Le paysage alimentaire était en tout cas bien différent d’aujourd’hui, sans fraise, sans haricot ou tomate. En revanche, les historiens redécouvrent l’existence de la dolique qui ressemble au haricot. Nos ancêtres avalaient 500 grammes à un kilo de pain par jour.
Le lait est peu consommé et le sucre est au départ réservé aux malades. A l’époque on préfère le vin blanc. Le miel est particulièrement valorisé comme en témoigne le montant des amendes infligées à ceux qui détruisaient les essaims.

Un Moyen Age à préciser

L’auteur précise que la période étudiée est longue et qu’il existe donc des variations : cela le conduit souvent à dire dans son texte que ce qu’il évoque comme une généralité recèle en réalité beaucoup de nuances. Une chronologie plus fine aurait sans doute été profitable, mais telle n’est sans doute pas l’ambition de cet ouvrage généraliste. Eric Birlouez pose comme grille de départ les trois ordres de la société, ce qui peut sembler logique avec l’idée de marqueur social. Cependant, là aussi, que de diversité il faudrait introduire pour obtenir une vision plus juste de l’époque !
On assiste parfois à quelques redites sur la viande comme « élément de force » et donc consommée par la noblesse ou encore sur les vertus de la poire (page 45 et 79).
Les images ont parfois une vertu uniquement illustrative, et on peut déplorer qu’elles ne soient pas l’objet d’un commentaire un peu plus détaillé plutôt qu’une simple description.
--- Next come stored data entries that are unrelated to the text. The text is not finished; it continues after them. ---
//! reelscout - Upload videos and resolve their highlight artifacts
//!
//! A client for an asynchronous highlights pipeline: videos go up to
//! object storage through presigned URLs, a backend derives a
//! highlights artifact on its own schedule, and this crate discovers
//! that artifact by polling the store's listing and ranking what it
//! finds against the upload's identity.
//!
//! # Architecture
//!
//! Resolution is built around three pieces:
//! - Keys carry identity: every upload is keyed
//!   `<prefix>/<timestamp>-<id>-<name>`, and candidate results are
//!   matched back through those components in confidence tiers
//! - A session state machine caps poll attempts and settles exactly
//!   once (found, timed out, or cancelled)
//! - A driver paces poll rounds and streams progress to the caller
//!
//! # Modules
//!
//! - `adapters`: Service API client and presigned upload transfer
//! - `core`: Resolution engine (ArtifactResolver, ResolutionDriver)
//! - `domain`: Data structures (UploadDescriptor, ResolutionSession)
//! - `ranking`: Tiered candidate ranking
//! - `media`: Supported media formats
//! - `cli`: Command-line interface
//!
//! # Usage
//!
//! ```bash
//! # Upload a video and wait for its highlights
//! reelscout upload demo.mp4
//!
//! # Resume waiting for an earlier upload
//! reelscout resolve input-videos/20250517120000-abcd1234-demo.mp4
//!
//! # Show active configuration
//! reelscout config
//! ```

pub mod adapters;
pub mod cli;
pub mod config;
pub mod core;
pub mod domain;
pub mod media;
pub mod ranking;

// Re-export main types at crate root for convenience
pub use crate::core::{ArtifactResolver, PollOutcome, ResolutionDriver, ResolverSettings};
pub use domain::{
    Candidate, FailureReason, ResolutionSession, ResolvedArtifact, SessionState, UploadDescriptor,
};
pub use ranking::MatchTier;

// Service access
pub use adapters::{ResultStore, ServiceClient, StoreError, UploadTicket};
Le vocabulaire et les expressions comme héritage

On retrouve l’origine bien connue de l’expression « mettre le couvert » ou celle peut-être moins connue du mot collation. Celui-ci vient des Collationes, c’est-à-dire des conférences de Jean Cassien, un moine du V ème siècle qui avait pris l’habitude de lire les textes lors de cette prise alimentaire de fin de journée .
Dans le chapitre 3, on peut s’intéresser à des entremets extravagants. C’est l’occasion pour les maîtres queux de faire preuve de leur savoir : on adorait par exemple donner à un plat de poisson l’apparence de viande. La couleur s’avérait également fondamentale et là encore en liaison avec le système de valeurs de l’époque. Ainsi le jaune symbolise la sagesse et la spiritualité et on l’obtient par le safran par exemple.
L’épicier c’est d’abord le marchand d’épices et on retrouve encore leur importance dans l’expression « payer en espèces », c’est-à-dire en réalité, en épices.

Au total on peut reprocher quelques trop grandes généralités à l’ouvrage, mais Eric Birlouez évite néanmoins les principaux écueils concernant par exemple ce bel autrefois alimentaire qui n’a pas existé. L’alimentation doit être liée et pensée en rapport avec la société d’alors. C’est un ouvrage agréable à lire et à feuilleter, à utiliser comme introduction à ce thème. On pourra conseiller, comme pour tout thème sur le Moyen Age, de lire la très bonne collection « Archéologie de la France », élaborée en lien avec l’INRAP qui livre un point très actuel de recherches parfois très novatrices et très instructives.